Android 4.2 Jelly Bean Is Worth the Wait
Before we get to the data, I should mention that this latest Android update is worth the wait. You've got 360-degree panoramic image capture, native text swiping on your keyboard and interactive notifications, just for starters. Read the entire list of improvements here.
Google's Nexus devices were the first to receive the Android 4.2 update. Galaxy Nexus, Nexus 4, Nexus 7 and Nexus 10 have all received the update to Android 4.2. Only the first two Nexus smartphones, the Nexus One by HTC and the Nexus S from Samsung, remain on the sidelines.
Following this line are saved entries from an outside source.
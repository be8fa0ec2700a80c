//! Upvote repository port (`likes`).

use std::collections::HashMap;

use async_trait::async_trait;

use crate::domain::foundation::{DomainError, ResourceId, UserId};
use crate::domain::resource::Upvote;

/// Persistence for upvotes. A row's presence means the user upvoted.
#[async_trait]
pub trait UpvoteRepository: Send + Sync {
    /// The user's upvote on a resource, if any.
    async fn find(
        &self,
        resource_id: &ResourceId,
        user_id: &UserId,
    ) -> Result<Option<Upvote>, DomainError>;

    async fn insert(&self, upvote: &Upvote) -> Result<(), DomainError>;

    /// Removes the user's upvote; a no-op when there is none.
    async fn remove(&self, resource_id: &ResourceId, user_id: &UserId) -> Result<(), DomainError>;

    async fn count_for_resource(&self, resource_id: &ResourceId) -> Result<u64, DomainError>;

    /// Upvotes per resource in one query. Resources without upvotes may be absent.
    async fn count_by_resources(
        &self,
        ids: &[ResourceId],
    ) -> Result<HashMap<ResourceId, u64>, DomainError>;
}
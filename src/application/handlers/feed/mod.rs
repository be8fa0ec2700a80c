//! Feed query handlers.

mod fetch_feed;

pub use fetch_feed::{FetchFeedHandler, FetchFeedQuery};
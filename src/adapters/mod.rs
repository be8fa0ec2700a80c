//! Adapters - Implementations of port interfaces.
//!
//! Adapters connect the domain to external systems:
//! - `supabase` - hosted auth, PostgREST tables and object storage
//! - `memory` - process-local backend for development and tests
//! - `http` - axum pages and JSON endpoints

pub mod http;
pub mod memory;
pub mod supabase;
Updates for Samsung devices have been much slower to come. This is mainly due to the TouchWiz interface, which must be updated as well. Before a new Android version can be uploaded, extensive tests and conducted to ensure that the customized software will interact smoothly with the updated system. And that takes a while. Samsung is still in the midst of updating their phones to Android 4.1
In November, Samsung announced it had plans to roll out Android 4.2 to its "Galaxy portfolio of devices" in "due course." They will probably update the Galaxy S3, Galaxy S3 Mini and the Note 2 first. SIM-free devices will receive the update first, followed by contract-locked models.
HTC's Sense interface also slows down the update process. The company has confirmed that at least the HTC One X+ will receive an update to Android 4.2, but it's unclear the fate that will await the One S and One X.
Although Motorola has become one with Google, the subsidiary is still operating independently of its parent company in many areas. Motorola devices are skinned with Motoblur, a customized interface. Even though the software has been trimmed here and there, it still takes longer for models to be updated than it does for the Nexus line.
When it comes to Android 4.2, it doesn't even appear to be on the company's radar; Motorola's update page doesn't go beyond Android 4.1. Since not all of the top models have received 4.1, one can only guess when 4.2 will roll out. We might get there in the first half of this year, but that's pure speculation at this point.
One can only speculate about what's going on at LG. So far the only LG smartphone with Android 4.2 is the Nexus 4, which was developed in close collaboration with Google. Taking into account LG's shady update history (LG Optimus, cough cough), it could be a very long time before the flagships receive the new software. At the end of February at Mobile World Congress, LG will probably introduce new smartphones and possibly announce updates for existing devices. Until then, all we can do is look into the crystal ball or read tea leaves.
At CES, Sony introduced the impressive Xperia Z, which should be on the market by next month. It is still running Android 4.1, but Sony announced it will shortly be updated to Android 4.2. As for the rest of the devices, Sony has so far been silent.
Custom ROMs allow you to bypass the update cycles of manufacturers. One of the most popular RoMs is Cyanogen Mod, which has already released a version based on Android 4.2 called Cyanogen Mod 10.1.
If you've always wanted to have the latest version of Android, you should always buy Nexus devices. All others must be patient or install a custom ROM. But take heart: just because your phone isn't running the latest version of Android doesn't mean it should be thrown into the scrap heap. The improvements are nice, but not essential. Hopefully manufacturers will work harder to ensure wider availability in the near future.